▸ **EXERCISE GOAL**:
One range is to be output from the listing below, exactly as written: the line with "fn to_radix(self) -> u64;" to the line with "extracts. The key", both kept.

▸ **PROVIDED DATA**:

//! In-place most significant digit radix sort over byte digits.
//!
//! Elements are distributed into 256 buckets by cyclic swaps (American flag sort), then every
//! bucket is sorted by the next lower byte. Short buckets are finished by insertion sort, buckets
//! whose bytes are exhausted by quicksort when a comparator refines the key order.

use std::cmp::Ordering;

use crate::insertion::q_insertion_sort;
use crate::unstable::quick_sort::{default_rng, quick_sort};

const RADIX_INSERTION_SORT_THRESHOLD: usize = 40;
const BUCKETS: usize = 256;

/// Keys that map to an unsigned integer with the same order.
pub trait RadixKey: Copy {
    fn to_radix(self) -> u64;
}

macro_rules! impl_radix_key_unsigned {
    ($($t:ty),*) => {
        $(
            impl RadixKey for $t {
                #[inline]
                fn to_radix(self) -> u64 {
                    self as u64
                }
            }
        )*
    };
}

// Flipping the sign bit moves negative values below the positive ones.
macro_rules! impl_radix_key_signed {
    ($($t:ty => $u:ty),*) => {
        $(
            impl RadixKey for $t {
                #[inline]
                fn to_radix(self) -> u64 {
                    (self as $u ^ (1 << (<$u>::BITS - 1))) as u64
                }
            }
        )*
    };
}

impl_radix_key_unsigned!(u8, u16, u32, u64, usize, bool, char);
impl_radix_key_signed!(i8 => u8, i16 => u16, i32 => u32, i64 => u64, isize => usize);

/// Sorts `v` by the keys themselves.
pub fn radix_sort<K>(v: &mut [K])
where
    K: RadixKey,
{
    radix_sort_by_key(v, |&key| key);
}

/// Sorts `v` by the key `f` extracts. The key is computed several times per element, `f` must
/// return the same key every time.
///
/// Elements with equal keys end up in unspecified order.
pub fn radix_sort_by_key<T, K, F>(v: &mut [T], f: F)
where
    K: RadixKey,
    F: FnMut(&T) -> K,
{
    radix_sort_impl::<T, K, F, fn(&T, &T) -> bool>(v, f, None);
}

/// Sorts `v` by the key `f` extracts and orders short buckets and elements with equal keys with
/// `compare`.
///
/// `compare` must agree with the key order: whenever `f(a) < f(b)` it has to return
/// [`Ordering::Less`]. It refines the order of elements whose keys are equal.
pub fn radix_sort_by_key_and<T, K, F, C>(v: &mut [T], f: F, mut compare: C)
where
    K: RadixKey,
    F: FnMut(&T) -> K,
    C: FnMut(&T, &T) -> Ordering,
{
    radix_sort_impl(
        v,
        f,
        Some(&mut |a: &T, b: &T| compare(a, b) == Ordering::Less),
    );
}

fn radix_sort_impl<T, K, F, C>(v: &mut [T], mut f: F, is_less: Option<&mut C>)
where
    K: RadixKey,
    F: FnMut(&T) -> K,
    C: FnMut(&T, &T) -> bool,
{
    if v.len() < 2 {
        return;
    }

    let mut radix = |elem: &T| f(elem).to_radix();

    let max_key = v.iter().map(&mut radix).max().unwrap_or(0);
    let offset = max_offset(max_key);

    msd_radix_sort(v, offset, &mut radix, is_less);
}

/// Shift of the most significant non-zero byte of `key`.
fn max_offset(mut key: u64) -> u32 {
    let mut offset = 0;
    while key >= BUCKETS as u64 {
        key >>= 8;
        offset += 8;
    }
    offset
}

/// Sorts `v` by the bytes of the radix at `offset` and below.
///
/// Without `is_less` short buckets compare whole radix keys and buckets at offset zero are left
/// as they are, all of their keys are equal. With it both get sorted by `is_less`.
fn msd_radix_sort<T, R, C>(
    v: &mut [T],
    mut offset: u32,
    radix: &mut R,
    mut is_less: Option<&mut C>,
) where
    R: FnMut(&T) -> u64,
    C: FnMut(&T, &T) -> bool,
{
    loop {
        let len = v.len();
        if len < RADIX_INSERTION_SORT_THRESHOLD {
            match is_less {
                Some(is_less) => q_insertion_sort(v, is_less),
                None => q_insertion_sort(v, &mut |a: &T, b: &T| radix(a) < radix(b)),
            }
            return;
        }

        let mut digit = |elem: &T| ((radix(elem) >> offset) & 0xff) as usize;

        let mut counts = [0usize; BUCKETS];
        for elem in v.iter() {
            counts[digit(elem)] += 1;
        }

        let mut bucket_ends = [0usize; BUCKETS];
        let mut sum = 0;
        for (end, count) in bucket_ends.iter_mut().zip(counts) {
            sum += count;
            *end = sum;
        }

        let non_empty = counts.iter().filter(|&&count| count > 0).count();
        if non_empty > 1 {
            distribute(v, &bucket_ends, &mut digit);

            let mut start = 0;
            for end in bucket_ends {
                if end - start > 1 {
                    let bucket = &mut v[start..end];
                    if offset == 0 {
                        sort_equal_keys(bucket, is_less.as_deref_mut());
                    } else {
                        msd_radix_sort(bucket, offset - 8, radix, is_less.as_deref_mut());
                    }
                }
                start = end;
            }
            return;
        }

        // Everything shares this digit.
        if offset == 0 {
            sort_equal_keys(v, is_less);
            return;
        }
        offset -= 8;
    }
}

// The radix has no bytes left to tell these elements apart.
fn sort_equal_keys<T, C>(v: &mut [T], is_less: Option<&mut C>)
where
    C: FnMut(&T, &T) -> bool,
{
    if let Some(is_less) = is_less {
        quick_sort(v, &mut default_rng(), is_less);
    }
}

/// Moves every element into its bucket with cyclic swaps. Bucket `b` ends up in
/// `v[bucket_ends[b - 1]..bucket_ends[b]]`.
fn distribute<T, F>(v: &mut [T], bucket_ends: &[usize; BUCKETS], digit: &mut F)
where
    F: FnMut(&T) -> usize,
{
    let mut next = [0usize; BUCKETS];
    next[1..].copy_from_slice(&bucket_ends[..BUCKETS - 1]);

    for bucket in 0..BUCKETS {
        while next[bucket] < bucket_ends[bucket] {
            let target = digit(&v[next[bucket]]);
            if target == bucket {
                next[bucket] += 1;
            } else {
                // Buckets below `bucket` are complete, so `target` is a later one.
                v.swap(next[bucket], next[target]);
                next[target] += 1;
            }
        }
    }
}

▸ **SOLUTION BELOW**:
    fn to_radix(self) -> u64;
}

macro_rules! impl_radix_key_unsigned {
    ($($t:ty),*) => {
        $(
            impl RadixKey for $t {
                #[inline]
                fn to_radix(self) -> u64 {
                    self as u64
                }
            }
        )*
    };
}

// Flipping the sign bit moves negative values below the positive ones.
macro_rules! impl_radix_key_signed {
    ($($t:ty => $u:ty),*) => {
        $(
            impl RadixKey for $t {
                #[inline]
                fn to_radix(self) -> u64 {
                    (self as $u ^ (1 << (<$u>::BITS - 1))) as u64
                }
            }
        )*
    };
}

impl_radix_key_unsigned!(u8, u16, u32, u64, usize, bool, char);
impl_radix_key_signed!(i8 => u8, i16 => u16, i32 => u32, i64 => u64, isize => usize);

/// Sorts `v` by the keys themselves.
pub fn radix_sort<K>(v: &mut [K])
where
    K: RadixKey,
{
    radix_sort_by_key(v, |&key| key);
}

/// Sorts `v` by the key `f` extracts. The key is computed several times per element, `f` must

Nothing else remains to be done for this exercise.